SUMMARY: Re: serial i/o, bangs, buffers, bleary eyes

From: Bob Makowski (mak@tgivan.wimsey.com)
Date: Wed Feb 03 1993 - 02:37:37 CST


I posted these original questions, and I received a series of e-mails
that I will try to summarize.

In article <1993Jan27.061108.15132@tgivan.wimsey.com> mak@tgivan.wimsey.com writes:
>It's time for a bleary eyed dump of some questions I'm interested in
>hearing answered. These focus on some thought experiments about the
>(Sun/sparc) serial ports. I'm assuming outbound modem i/o in all cases below.
>
>(I hope these questions aren't too cryptically worded.)
>
> * stty says: raw, clocal, cread. Will this CPU interrupt per character?

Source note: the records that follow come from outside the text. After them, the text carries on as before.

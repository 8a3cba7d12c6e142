//! Event router — maps a parsed inbound event to zero or one idempotent
//! convergence action on the opposite system.
//!
//! Per-event failures are caught here, logged with the event context, and
//! never propagate beyond the single event: one bad event cannot affect
//! another in-flight event or the reconciliation loop.

use std::sync::Arc;
use std::time::Duration;

use doorbridge_domain::SERVICE_NAME;
use doorbridge_domain::door::{DeviceRole, DoorRegistry};
use doorbridge_domain::error::BridgeError;
use doorbridge_domain::event::{ControllerEvent, DoorPositionStatus, DoorUnlock, HubEvent};

use crate::ports::{ControllerApi, HubApi};
use crate::services::device_assert::DeviceAssert;
use crate::services::door_control::DoorControl;

/// Actor kind the controller reports for API-triggered events.
const ACTOR_KIND_API: &str = "open-api";
/// Result string of a successful unlock.
const RESULT_GRANTED: &str = "Access Granted";
/// Sub-event type of a genuine door-position change.
const DPS_CHANGE: &str = "dps_change";

/// Delay between a granted unlock event and the switch assertion, giving
/// the physical latch time to actually release.
pub const UNLOCK_SETTLE_DELAY: Duration = Duration::from_millis(200);

/// Translates inbound events into convergence actions.
pub struct EventRouter<C, H> {
    registry: Arc<DoorRegistry>,
    doors: DoorControl<C>,
    devices: DeviceAssert<H>,
}

impl<C, H> EventRouter<C, H>
where
    C: ControllerApi,
    H: HubApi,
{
    /// Create a router over the given registry and convergence services.
    pub fn new(registry: Arc<DoorRegistry>, doors: DoorControl<C>, devices: DeviceAssert<H>) -> Self {
        Self {
            registry,
            doors,
            devices,
        }
    }

    /// Handle one controller event; all failures are logged and swallowed.
    pub async fn handle_controller_event(&self, event: ControllerEvent) {
        let kind = event.kind().to_string();
        tracing::info!(event = %kind, "received controller event");

        let result = match event {
            ControllerEvent::DoorUnlock(unlock) => self.route_door_unlock(unlock).await,
            ControllerEvent::DoorPositionStatus(dps) => self.route_position_status(dps).await,
            ControllerEvent::Unknown { event } => {
                tracing::warn!(event = %event, "unknown controller event kind, dropping");
                Ok(())
            }
        };

        if let Err(err) = result {
            tracing::error!(event = %kind, error = %format_chain(&err), "failed to handle controller event");
        }
    }

    /// Handle one hub event; all failures are logged and swallowed.
    pub async fn handle_hub_event(&self, event: HubEvent) {
        let content = &event.content;
        tracing::info!(
            device_id = %content.device_id,
            name = %content.name,
            value = %content.value,
            "received hub event"
        );

        if let Err(err) = self.route_hub_event(&event).await {
            tracing::error!(
                device_id = %event.content.device_id,
                value = %event.content.value,
                error = %format_chain(&err),
                "failed to handle hub event"
            );
        }
    }

    async fn route_door_unlock(&self, unlock: DoorUnlock) -> Result<(), BridgeError> {
        if unlock.actor.kind == ACTOR_KIND_API && unlock.actor.name == SERVICE_NAME {
            // our own unlock call echoing back; acting on it would loop
            tracing::info!(door_id = %unlock.location.id, "unlock triggered by this middleware, ignoring");
            return Ok(());
        }
        if unlock.object.result != RESULT_GRANTED {
            tracing::info!(
                door_id = %unlock.location.id,
                result = %unlock.object.result,
                "unlock not granted, ignoring"
            );
            return Ok(());
        }

        let Some(door) = self.registry.by_controller_id(&unlock.location.id) else {
            tracing::warn!(controller_id = %unlock.location.id, "no door mapping for unlock event");
            return Ok(());
        };

        // give the physical latch time to release before mirroring the state
        tokio::time::sleep(UNLOCK_SETTLE_DELAY).await;
        self.devices.switch_on(&door.switch_id).await
    }

    async fn route_position_status(&self, dps: DoorPositionStatus) -> Result<(), BridgeError> {
        if dps.object.event_type != DPS_CHANGE {
            tracing::warn!(
                event_type = %dps.object.event_type,
                "device event is not a dps_change, ignoring"
            );
            return Ok(());
        }

        let Some(door) = self.registry.by_controller_id(&dps.location.id) else {
            tracing::warn!(controller_id = %dps.location.id, "no door mapping for dps event");
            return Ok(());
        };

        match dps.object.status.as_str() {
            "open" => self.devices.contact_open(&door.contact_id).await,
            "close" => self.devices.contact_closed(&door.contact_id).await,
            other => {
                tracing::error!(status = %other, "unknown door position status, ignoring");
                Ok(())
            }
        }
    }

    async fn route_hub_event(&self, event: &HubEvent) -> Result<(), BridgeError> {
        let content = &event.content;
        let Some((door, role)) = self.registry.by_hub_device(&content.device_id) else {
            tracing::warn!(device_id = %content.device_id, "no door mapping for hub device");
            return Ok(());
        };

        match role {
            DeviceRole::Switch => {
                if content.value == "on" {
                    self.doors.toggle_unlock(&door.controller_id).await
                } else {
                    Ok(())
                }
            }
            DeviceRole::Lock => match content.value.as_str() {
                "unlocked" => self.doors.hold_unlocked(&door.controller_id).await,
                "locked" => self.doors.restore_default(&door.controller_id).await,
                other => {
                    tracing::error!(device_id = %content.device_id, value = %other, "unknown lock value");
                    Ok(())
                }
            },
            // the contact sensor mirrors controller state and must never
            // drive it
            DeviceRole::Contact => Ok(()),
        }
    }
}

/// Render an error with its source chain for log output.
fn format_chain(err: &BridgeError) -> String {
    use std::error::Error;

    let mut out = err.to_string();
    let mut source = err.source();
    while let Some(inner) = source {
        out.push_str(": ");
        out.push_str(&inner.to_string());
        source = inner.source();
    }
    out
}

Always get interrupts per char on the built in serial ports. In fact when
continuous at 19.2, the perfmeter's interrupt display is quite convincing
thereof.

>
> * tty interrupt priority vs. SCSI bus interrupts. How do they
> compare logically?
>

Both h/w and s/w interrupt on the built ins are much higher than the SCSI.

> * how much write(2) i/o before get flow control from serial device,
> not the DCE.

I personally did not find the limit. But I was not looking too hard. I
know I threw a lot of data at 19.2 DTE (each approx. 1k writes) when the
modem speed was in 9.6. In general, I'm told that the STREAMS driver can
get full, as a function both of messages and their aggregate size. But
with such a slow device, and such small buffers used, I couldn't see
flowcontrol in my meager little tests.

>
> * does the device driver dma (written) data onto the serial line
> driver/chip.
>

Not the built in serial ports, of course. I asked that question because I
was confused about some includes I found. The Sbus MCP (e.g.,) 8::1
probably does DMA. Those aforementioned include files show dma buffers and
sizes. There are other SCSI terminal servers, that i learned about in this
process. These servers can interrupt upon SCSI packet "xmit", but
don't interrupt otherwise.

= Mak

P.S. Thanks and gratitude to Guy Harris, and to Cendata's support people,
including Dennis Cronin and Vic Serbe.